The SmarK Rant for WWF Wrestling Challenge – 11.22.86
OK, after taking yesterday off with a repost of the Main Event #5 (which literally no one clued into!) we’re back on the reviewing horse again with some Wrestling Challenge in place of NWA Powerrr. I know you’re heartbroken. But there’s only two episodes of this one left as well.
Taped from Glens Falls, NY, STILL. This feels like a really long taping cycle.
Your hosts are Gorilla Monsoon & Bobby Heenan
The Moondogs v. The Hart Foundation
Well this is exceedingly random. It’s still “Brett” Hart at this point according to the graphics, for those keeping track. The Harts attack from behind, but Rex nails Bret with his bone and I guess the Moondogs are de facto babyfaces here. They work Bret over in the corner and we get an inset “promo” from the Dogs plotting their strategy, which proves to be Rex pantomiming hitting someone with the bone. Well he wasn’t wrong! At this point Bobby references the Red Sox blowing the World Series against the Mets. “The Red Sox didn’t cry when they lost, did they?” Yeah, they “didn’t cry” about it for nearly 20 years afterwards. Kind of weird to have that kind of momentous moment still being referenced as current at that point. Rex gets worked over by the Harts with stuff, but Spot gets a hot tag, and he’s the hot Dog I guess. Double elbow on Anvil gets two. But then the ref gets distracted and the Hart Attack finishes Rex at 3:54. This was, like, a match and stuff, and I mostly enjoyed it. 1 for 1.
Wrestler’s Rebuttal with the Rougeaus, as they peruse the WWF Magazine and they’re really cheesed about the Hart Foundation claiming to be the #1 tag team in the WWF. First they have to beat the Rougeaus!

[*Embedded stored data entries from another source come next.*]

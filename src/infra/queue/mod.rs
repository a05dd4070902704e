//! Waiting store backends.

pub mod memory;

pub use memory::{Extracted, InMemoryQueue};
//! Benchmarks for the fair queue.
//!
//! Benchmarks cover:
//! - Waiting store operations (enqueue/extract, priority and fairness ordering)
//! - Submit-to-drain throughput of the admission controller

use criterion::{criterion_group, criterion_main, BenchmarkId, Criterion, Throughput};
use std::hint::black_box;
use std::sync::Arc;

use prometheus_fair_queue::core::{from_fn, Task, TaskMetadata};
use prometheus_fair_queue::infra::queue::{Extracted, InMemoryQueue};
use prometheus_fair_queue::util::clock;
use prometheus_fair_queue::QueueBuilder;

use tokio::runtime::Runtime;
use tokio::sync::Notify;
use uuid::Uuid;

// ============================================================================
// Helpers
// ============================================================================

fn task(priority: i64, key: u32) -> Task<u64, u64, u32> {
    let meta = TaskMetadata {
        id: Uuid::new_v4(),
        priority,
        enqueued_at: clock::now(),
        deadline: None,
    };
    Task::new(meta, key, 0, Box::new(|_| {}))
}

fn drain(store: &mut InMemoryQueue<u64, u64, u32>) -> usize {
    let now = clock::now();
    let mut expired = Vec::new();
    let mut count = 0;
    while let Extracted::Ready(task) = store.extract_next(now, &mut expired) {
        black_box(task.meta.id);
        count += 1;
    }
    count
}

// ============================================================================
// Waiting Store Benchmarks
// ============================================================================

fn bench_store_enqueue(c: &mut Criterion) {
    let mut group = c.benchmark_group("store_enqueue");

    for size in [100, 1_000, 10_000] {
        group.throughput(Throughput::Elements(size));
        group.bench_with_input(BenchmarkId::from_parameter(size), &size, |b, &size| {
            b.iter(|| {
                let mut store = InMemoryQueue::new();
                for i in 0..size {
                    store.enqueue(task(i64::try_from(i % 10).unwrap_or_default(), 0));
                }
                black_box(store.len())
            });
        });
    }

    group.finish();
}

fn bench_store_extract(c: &mut Criterion) {
    let mut group = c.benchmark_group("store_extract");

    for partitions in [1_u32, 16, 256] {
        group.throughput(Throughput::Elements(4_096));
        group.bench_with_input(
            BenchmarkId::new("partitions", partitions),
            &partitions,
            |b, &partitions| {
                b.iter_batched(
                    || {
                        let mut store = InMemoryQueue::new();
                        for i in 0..4_096_u32 {
                            store.enqueue(task(i64::from(i % 7), i % partitions));
                        }
                        store
                    },
                    |mut store| black_box(drain(&mut store)),
                    criterion::BatchSize::LargeInput,
                );
            },
        );
    }

    group.finish();
}

// ============================================================================
// Admission Benchmarks
// ============================================================================

fn bench_submit_to_drain(c: &mut Criterion) {
    let rt = Runtime::new().expect("tokio runtime");
    let mut group = c.benchmark_group("submit_to_drain");

    for concurrency in [1_usize, 8, 64] {
        group.throughput(Throughput::Elements(1_000));
        group.bench_with_input(
            BenchmarkId::new("concurrency", concurrency),
            &concurrency,
            |b, &concurrency| {
                b.to_async(&rt).iter(|| async move {
                    let queue = QueueBuilder::<u64>::new("bench")
                        .with_concurrency(concurrency)
                        .with_priority(|n: &u64| i64::try_from(n % 5).unwrap_or_default())
                        .with_fairness(|n: &u64| n % 4)
                        .build_on_current(from_fn(|n: u64| async move { Ok(n * 2) }))
                        .expect("queue");

                    let drained = Arc::new(Notify::new());
                    let signal = Arc::clone(&drained);
                    queue.on_drain(move || signal.notify_one());

                    for n in 0..1_000_u64 {
                        queue.submit(n, |result| {
                            black_box(result.ok());
                        });
                    }
                    drained.notified().await;
                });
            },
        );
    }

    group.finish();
}

criterion_group!(store, bench_store_enqueue, bench_store_extract);
criterion_group!(admission, bench_submit_to_drain);
criterion_main!(store, admission);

Well they took care of that about a million times in 1987.
The CAN-AM CONNECTION v. Barry O & The Gladiator
Holy cow, we’re up to that already? The Can-Ams are clearly “pretty boys” here and women-folk in the crowd are READY FOR IT. Bring on the beefcake, they say. Martel and Zenk get a double-team kneelift on the late Barry O and exchange a high five over it, and then Martel goes to work on Gladiator’s arm. Back to Barry and he gets caught in the Can-Am corner and double-teamed and Martel slams him, but the jobbers try to double-team and the Can-Ams run them together and dropkick them. Barry O gets tossed and Martel does an atomic drop on Gladiator, into a crossbody from Zenk, who then slingshots Martel from the apron with a splash for the pin at 3:25 and the ladies are like YES PLEASE. Man Zenk not only threw away a ton of money when he burned that bridge, but probably a lot of long-term loving relationship possibilities with audience members as well. 2 for 2. It’s crazy that Vince was so far behind the curve on that particular trend.

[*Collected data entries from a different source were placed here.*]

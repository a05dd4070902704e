//! Error types for queue construction and task outcomes.

use std::sync::Arc;
use std::time::Duration;

use thiserror::Error;

/// Errors produced while building or configuring a queue.
#[derive(Debug, Error)]
pub enum SchedulerError {
    /// Configuration failed validation.
    #[error("invalid configuration: {0}")]
    InvalidConfig(String),
    /// No tokio runtime was available to spawn work on.
    #[error("no tokio runtime available")]
    NoRuntime,
}

/// Why a task finished without a result.
///
/// Every variant is delivered exactly once to the task's callback and then to
/// the completion listeners; none of them stop the queue.
#[derive(Debug, Clone, Error)]
pub enum TaskError {
    /// The task sat in the waiting store past its waiting deadline and was
    /// discarded without running.
    #[error("waiting in queue({name}) took longer than {}ms", .timeout.as_millis())]
    WaitingTimeout {
        /// Configured waiting timeout.
        timeout: Duration,
        /// Name of the queued work.
        name: String,
    },
    /// The work did not complete within the configured processing timeout.
    #[error("{name} took longer than {}ms", .timeout.as_millis())]
    ProcessingTimeout {
        /// Configured processing timeout.
        timeout: Duration,
        /// Name of the queued work.
        name: String,
    },
    /// Error reported by the work function itself.
    #[error("{0}")]
    Upstream(Arc<anyhow::Error>),
    /// The work future was dropped or panicked before reporting completion.
    #[error("{0} stopped before reporting completion")]
    Interrupted(String),
}

impl TaskError {
    /// Wrap an error returned by the work function.
    pub fn upstream(err: anyhow::Error) -> Self {
        Self::Upstream(Arc::new(err))
    }

    /// True for either timeout class.
    #[must_use]
    pub const fn is_timeout(&self) -> bool {
        matches!(self, Self::WaitingTimeout { .. } | Self::ProcessingTimeout { .. })
    }

    /// The underlying work error, if this is an upstream failure.
    #[must_use]
    pub fn as_upstream(&self) -> Option<&anyhow::Error> {
        match self {
            Self::Upstream(err) => Some(&**err),
            _ => None,
        }
    }
}

/// Application-facing result using anyhow for higher-level contexts.
pub type AppResult<T> = Result<T, anyhow::Error>;

/// Outcome delivered to task callbacks and completion listeners.
pub type TaskResult<T> = Result<T, TaskError>;

#[cfg(test)]
mod tests {
    use super::*;

    #[test]
    fn test_waiting_timeout_display() {
        let err = TaskError::WaitingTimeout {
            timeout: Duration::from_millis(50),
            name: "hash_file".into(),
        };
        assert_eq!(err.to_string(), "waiting in queue(hash_file) took longer than 50ms");
        assert!(err.is_timeout());
    }

    #[test]
    fn test_processing_timeout_display() {
        let err = TaskError::ProcessingTimeout {
            timeout: Duration::from_millis(200),
            name: "hash_file".into(),
        };
        assert_eq!(err.to_string(), "hash_file took longer than 200ms");
        assert!(err.is_timeout());
    }

    #[test]
    fn test_upstream_is_forwarded_unchanged() {
        let err = TaskError::upstream(anyhow::anyhow!("disk on fire"));
        assert_eq!(err.to_string(), "disk on fire");
        assert!(!err.is_timeout());
        assert_eq!(err.as_upstream().map(ToString::to_string).as_deref(), Some("disk on fire"));
    }

    #[test]
    fn test_scheduler_error_display() {
        let err = SchedulerError::InvalidConfig("concurrency must be greater than 0".into());
        assert_eq!(
            err.to_string(),
            "invalid configuration: concurrency must be greater than 0"
        );
        assert_eq!(SchedulerError::NoRuntime.to_string(), "no tokio runtime available");
    }
}
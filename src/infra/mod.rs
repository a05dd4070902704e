//! Infrastructure adapters backing the scheduler.

pub mod queue;

pub use queue::{Extracted, InMemoryQueue};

Junkyard Dog joins Killer Ken, and he’s also shilling the WWF Magazine because he’s on page 13 and his birthday is also on a 13th day, so that’s gotta be lucky.
Meanwhile on Superstars, The Machines face Studd & Bundy and get screwed out of a win.
Sika the Wild Samoan v. Paul Roma
Roma slugs away in the corner and gets pulled off by Danny Davis, so he dropkicks Sika to the floor instead, and Davis gives Roma more shit about that. Back in, Sika gets a slam and finishes with the samoan drop at 1:45. 2 for 3.
The British Bulldogs join Killer Ken, as Dynamite Kid brags about Matilda having 80 pound bite pressure if anyone messes with her. I thought that was Kid himself? And then Kid has a conversation with the dog about the tag team challengers in the division. He’d better lay off the hard shit, man.
Dino Bravo v. Mario Mancini
2 for 4. Sorry, that’s my Bravo reflex kicking in again. I swear Bravo is already 20 pounds heavier than his debut on this show a couple of weeks ago. WONDER WHY THAT IS. VERY MYSTERIOUS. WINK WINK. Bravo immediately unleashes the SIDE SLAM OF DEATH and gets two off that while we get an inset promo from Johnny V, who appears to be learning French. Bravo with an atomic drop and clotheslines as the crowd is already turning on this match and giving Bravo zero heat. Bravo with a back suplex to finish at 2:33. My suspicions about the quality of the match were correct. 2 for 4. Bobby: “I hope Mario Mancini goes to the back and tells all the other wrestlers how bad Dino Bravo is”. I love shoot comments that aren’t supposed to be shoot comments.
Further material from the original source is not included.